One example of a theorem that you can prove with a computer, but not by hand is the Four color theorem, see e.g. Wikipedia: http://en.wikipedia.org/wiki/Four_color_theorem.

The theorem: "The four color theorem, or the four color map theorem states that, given any separation of a plane into contiguous regions, producing a figure called a map, no more than four colors are required to color the regions of the map so that no two adjacent regions have the same color. Two regions are called adjacent if they share a common boundary that is not a corner, where corners are the points shared by three or more regions."

The proof: "Using mathematical rules and procedures based on properties of reducible configurations, Appel and Haken found an unavoidable set of reducible configurations, thus proving that a minimal counterexample to the four-color conjecture could not exist. Their proof reduced the infinitude of possible maps to 1,936 reducible configurations (later reduced to 1,476) which had to be checked one by one by computer and took over a thousand hours. This reducibility part of the work was independently double checked with different programs and computers. However, the unavoidability part of the proof was verified in over 400 pages of microfiche, which had to be checked by hand (Appel & Haken 1989).

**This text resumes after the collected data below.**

//! Library inventory API with a cached on-call roster.
//!
//! The domain holds the roster lookup, cache primer, and book rules. Inbound
//! adapters expose them over HTTP; outbound adapters talk to PostgreSQL,
//! Redis, and the on-call directory.

pub mod doc;
pub mod domain;
pub mod inbound;
pub mod middleware;
pub mod outbound;
pub mod settings;

/// Public OpenAPI surface used by Swagger UI and tooling.
pub use doc::ApiDoc;
pub use domain::TraceId;
pub use middleware::Trace;
//! OpenAPI schema definitions for domain types.
//!
//! Domain types do not derive `ToSchema`. These wrappers mirror their wire
//! shape and register under the domain names via `#[schema(as = ...)]`.

use utoipa::ToSchema;

/// OpenAPI schema for [`crate::domain::ErrorCode`].
#[derive(ToSchema)]
#[schema(as = crate::domain::ErrorCode)]
pub enum ErrorCodeSchema {
    /// The request is malformed or fails validation.
    #[schema(rename = "invalid_request")]
    InvalidRequest,
    /// The requested resource does not exist.
    #[schema(rename = "not_found")]
    NotFound,
    /// A dependency such as the roster directory or the book store is down.
    #[schema(rename = "service_unavailable")]
    ServiceUnavailable,
    /// An unexpected error occurred on the server.
    #[schema(rename = "internal_error")]
    InternalError,
}

/// OpenAPI schema for [`crate::domain::Error`].
#[derive(ToSchema)]
#[schema(as = crate::domain::Error)]
#[expect(
    dead_code,
    reason = "Used only for OpenAPI schema generation via utoipa"
)]
pub struct ErrorSchema {
    /// Stable machine-readable error code.
    #[schema(example = "invalid_request")]
    code: ErrorCodeSchema,
    /// Human-readable message returned to clients.
    #[schema(example = "title must not be empty")]
    message: String,
    /// Correlation identifier echoed in the `trace-id` header.
    #[schema(rename = "traceId", example = "3c8e7a4e-5d0f-4c1a-9a51-2f1d0e6b7c90")]
    trace_id: Option<String>,
    /// Supplementary error details for clients.
    details: Option<serde_json::Value>,
}

#[cfg(test)]
mod tests {
    use super::*;
    use utoipa::PartialSchema;

    fn schema_to_json<T: PartialSchema>() -> String {
        serde_json::to_string(&T::schema()).expect("schema serialises to JSON")
    }

    #[test]
    fn error_code_schema_lists_every_code() {
        assert_eq!(ErrorCodeSchema::name(), "crate.domain.ErrorCode");
        let schema_json = schema_to_json::<ErrorCodeSchema>();
        for code in [
            "invalid_request",
            "not_found",
            "service_unavailable",
            "internal_error",
        ] {
            assert!(schema_json.contains(code), "missing {code}");
        }
    }

    #[test]
    fn error_schema_uses_wire_field_names() {
        assert_eq!(ErrorSchema::name(), "crate.domain.Error");
        let schema_json = schema_to_json::<ErrorSchema>();
        assert!(schema_json.contains("traceId"));
        assert!(!schema_json.contains("trace_id"));
    }
}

Appel and Haken's announcement was widely reported by the news media around the world, and the math department at the University of Illinois used a postmark stating "Four colors suffice." At the same time the unusual nature of the proof—it was the first major theorem to be proven with extensive computer assistance—and the complexity of the human verifiable portion, aroused considerable controversy (Wilson 2002).

In the early 1980s, rumors spread of a flaw in the Appel-Haken proof. Ulrich Schmidt at RWTH Aachen examined Appel and Haken's proof for his master's thesis (Wilson 2002, 225). He had checked about 40% of the unavoidability portion and found a significant error in the discharging procedure (Appel & Haken 1989). In 1986, Appel and Haken were asked by the editor of Mathematical Intelligencer to write an article addressing the rumors of flaws in their proof. They responded that the rumors were due to a "misinterpretation of [Schmidt's] results" and obliged with a detailed article (Wilson 2002, 225–226). Their magnum opus, a book claiming a complete and detailed proof (with a microfiche supplement of over 400 pages), appeared in 1989 and explained Schmidt's discovery and several further errors found by others (Appel & Haken 1989)."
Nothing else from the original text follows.